[RFC] virtual memmap for sparsemem [1/2] arch independent part

From: KAMEZAWA Hiroyuki <kamezawa.hiroyu_at_jp.fujitsu.com>
Date: 2006-10-19 18:21:40
This is a patch for virtual memmap on sparsemem against 2.6.19-rc2.
booted well on my Tiger4.

In this time, this is just a RFC. comments on patch and advises for benchmarking
is welcome. (memory hotplug case is not well handled yet.)

ia64's SPARSEMEM uses SPARSEMEM_EXTREME. This requires 2-level table lookup by
software for page_to_pfn()/pfn_to_page(). virtual memmap can remove that costs.
But will consume more TLBs.

For make patches simple, pfn_valid() uses sparsemem's logic. 

- Kame
==
This patch maps sparsemem's *sparse* memmap into contiguous virtual address range
starting from virt_memmap_start.

By this, pfn_to_page, page_to_pfn can be implemented as 
#define pfn_to_page(pfn)		(virt_memmap_start + (pfn))
#define page_to_pfn(pg)			(pg - virt_memmap_start)


Difference from ia64's VIRTUAL_MEMMAP are
* pfn_valid() uses sparsemem's logic.
* memmap is allocated per SECTION_SIZE, so there will be some of RESERVED pages.
* no holes in MAX_ORDER range. so HOLE_IN_ZONE=n here.

Todo
- fix vmalloc() case in memory hotadd. (maybe __get_vm_area() can be used.)

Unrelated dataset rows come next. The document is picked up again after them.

//! Allocator Submodule - Scratch Bump Allocation
//!
//! Bump pointer allocation over a single fixed buffer, with strict
//! LIFO release. Allocation is a pointer increment; release pops the
//! most recent allocation and rewinds the top. This matches the
//! stack discipline of method calls exactly, which is the only client.
//!
//! The buffer never grows. Exhaustion is the runtime's stack-overflow
//! condition and surfaces as [`RgcError::ScratchOverflow`] so the host
//! can unwind.

use crate::config::GcConfig;
use crate::error::{RgcError, Result};
use crate::memory::{align_up, zero_memory, BLOCK_ALIGNMENT};
use std::alloc::{self, Layout};

/// Scratch bump allocator with LIFO release
///
/// # Examples
///
/// ```rust
/// use rgc::ScratchAllocator;
///
/// let mut scratch = ScratchAllocator::new(4096);
/// let a = scratch.allocate(16).unwrap();
/// let b = scratch.allocate(32).unwrap();
/// // Releases must come in reverse order of acquisition.
/// scratch.free(b);
/// scratch.free(a);
/// assert_eq!(scratch.used(), 0);
/// ```
pub struct ScratchAllocator {
    /// Base address of the backing buffer
    base: usize,
    /// Buffer capacity in bytes
    capacity: usize,
    /// Current bump offset from base
    top: usize,
    /// Aligned size of each outstanding allocation, in acquisition order
    sizes: Vec<usize>,
    /// Layout the buffer was allocated with, kept for Drop
    layout: Layout,
}

impl ScratchAllocator {
    /// Create a scratch allocator with a fixed capacity in bytes
    ///
    /// Aborts the process if the backing buffer cannot be allocated.
    pub fn new(capacity: usize) -> Self {
        assert!(capacity > 0, "scratch capacity must be > 0");

        let padded = align_up(capacity, BLOCK_ALIGNMENT);
        let layout = Layout::from_size_align(padded, BLOCK_ALIGNMENT)
            .expect("scratch capacity overflows Layout");

        // SAFETY: layout has non-zero size.
        let ptr = unsafe { alloc::alloc_zeroed(layout) };
        if ptr.is_null() {
            alloc::handle_alloc_error(layout);
        }

        ScratchAllocator {
            base: ptr as usize,
            capacity: padded,
            top: 0,
            sizes: Vec::new(),
            layout,
        }
    }

    /// Create a scratch allocator sized by the runtime configuration
    pub fn from_config(config: &GcConfig) -> Self {
        Self::new(config.scratch_capacity)
    }

    /// Allocate `size` bytes from the top of the buffer
    ///
    /// Returns the region address, zero-initialized. A zero-byte
    /// request returns address 0 without recording an allocation, so
    /// it must not be paired with a [`free`](Self::free).
    pub fn allocate(&mut self, size: usize) -> Result<usize> {
        if size == 0 {
            return Ok(0);
        }

        // Reject on the raw size first so the alignment round-up below
        // cannot wrap for absurd requests.
        let available = self.capacity - self.top;
        if size > available {
            return Err(RgcError::ScratchOverflow {
                requested: size,
                available,
            });
        }
        let aligned = align_up(size, BLOCK_ALIGNMENT);
        if aligned > available {
            return Err(RgcError::ScratchOverflow {
                requested: size,
                available,
            });
        }

        let addr = self.base + self.top;
        // Regions are reused after rewind; clear any stale content.
        unsafe { zero_memory(addr, aligned) };
        self.top += aligned;
        self.sizes.push(aligned);
        Ok(addr)
    }

    /// Release the most recent allocation
    ///
    /// `addr` must be the address returned by the latest outstanding
    /// [`allocate`](Self::allocate); out-of-order release is a bug in
    /// the caller and fails an assertion. Releasing address 0 (a
    /// zero-byte allocation) is a no-op.
    pub fn free(&mut self, addr: usize) {
        if addr == 0 {
            return;
        }

        let size = self
            .sizes
            .pop()
            .expect("scratch free with no outstanding allocations");
        self.top -= size;
        assert_eq!(
            addr,
            self.base + self.top,
            "scratch free out of LIFO order: expected {:#x}, got {addr:#x}",
            self.base + self.top
        );
    }

    /// Bytes currently allocated
    pub fn used(&self) -> usize {
        self.top
    }

    /// Bytes still available
    pub fn remaining(&self) -> usize {
        self.capacity - self.top
    }

    /// Total buffer capacity in bytes
    pub fn capacity(&self) -> usize {
        self.capacity
    }
}

impl Drop for ScratchAllocator {
    fn drop(&mut self) {
        // SAFETY: base came from alloc_zeroed with self.layout.
        unsafe { alloc::dealloc(self.base as *mut u8, self.layout) };
    }
}
//! Trace Module - Collection Event Stream
//!
//! The collector reports its progress as a stream of [`GcEvent`]
//! values through a [`TraceSink`]. The default sink forwards to the
//! `log` facade; embedders that want structured telemetry install
//! their own sink via [`Collector::with_sink`].
//!
//! [`Collector::with_sink`]: crate::gc::Collector::with_sink

use crate::gc::GcReason;

/// One observable step of the collector
#[derive(Debug, Clone)]
pub enum GcEvent {
    /// A collection cycle began
    CycleStart { cycle: u64, reason: GcReason },
    /// Rooting finished; `roots` counts addresses reported by the host
    RootsDone { cycle: u64, roots: usize },
    /// Tracing finished; `marked` counts objects reached
    TraceDone { cycle: u64, marked: usize },
    /// A finalizer ran for the object at `address`
    FinalizerRun { address: usize },
    /// Sweep finished and the cycle is complete
    CycleEnd {
        cycle: u64,
        freed_objects: usize,
        freed_bytes: usize,
        live_objects: usize,
        live_bytes: usize,
        next_threshold: usize,
    },
    /// The runtime shut down after a final sweep
    Shutdown {
        finalized: usize,
        freed_objects: usize,
    },
}

/// Receiver for collector events
pub trait TraceSink {
    fn event(&self, event: &GcEvent);
}

/// Sink that forwards events to the `log` facade
///
/// Cycle boundaries log at debug level, per-object events at trace.
#[derive(Debug, Default)]
pub struct LogSink;

impl TraceSink for LogSink {
    fn event(&self, event: &GcEvent) {
        match event {
            GcEvent::CycleStart { cycle, reason } => {
                log::debug!("gc cycle {cycle} start: {reason:?}");
            }
            GcEvent::RootsDone { cycle, roots } => {
                log::trace!("gc cycle {cycle}: {roots} root addresses");
            }
            GcEvent::TraceDone { cycle, marked } => {
                log::trace!("gc cycle {cycle}: {marked} objects marked");
            }
            GcEvent::FinalizerRun { address } => {
                log::trace!("finalizer ran for {address:#x}");
            }
            GcEvent::CycleEnd {
                cycle,
                freed_objects,
                freed_bytes,
                live_objects,
                live_bytes,
                next_threshold,
            } => {
                log::debug!(
                    "gc cycle {cycle} end: freed {freed_objects} objects ({freed_bytes} bytes), \
                     live {live_objects} objects ({live_bytes} bytes), next threshold {next_threshold}"
                );
            }
            GcEvent::Shutdown {
                finalized,
                freed_objects,
            } => {
                log::debug!("gc shutdown: finalized {finalized}, freed {freed_objects} objects");
            }
        }
    }
}

/// Sink that discards every event
#[derive(Debug, Default)]
pub struct NullSink;

impl TraceSink for NullSink {
    fn event(&self, _event: &GcEvent) {}
}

Signed-Off-By: KAMEZAWA Hiroyuki <kamezawa.hiroyu@jp.fujitsu.com>

 include/asm-generic/memory_model.h |    7 +++
 include/linux/mmzone.h             |    8 +++
 mm/Kconfig                         |    8 +++
 mm/sparse.c                        |   85 +++++++++++++++++++++++++++++++++++--
 4 files changed, 104 insertions(+), 4 deletions(-)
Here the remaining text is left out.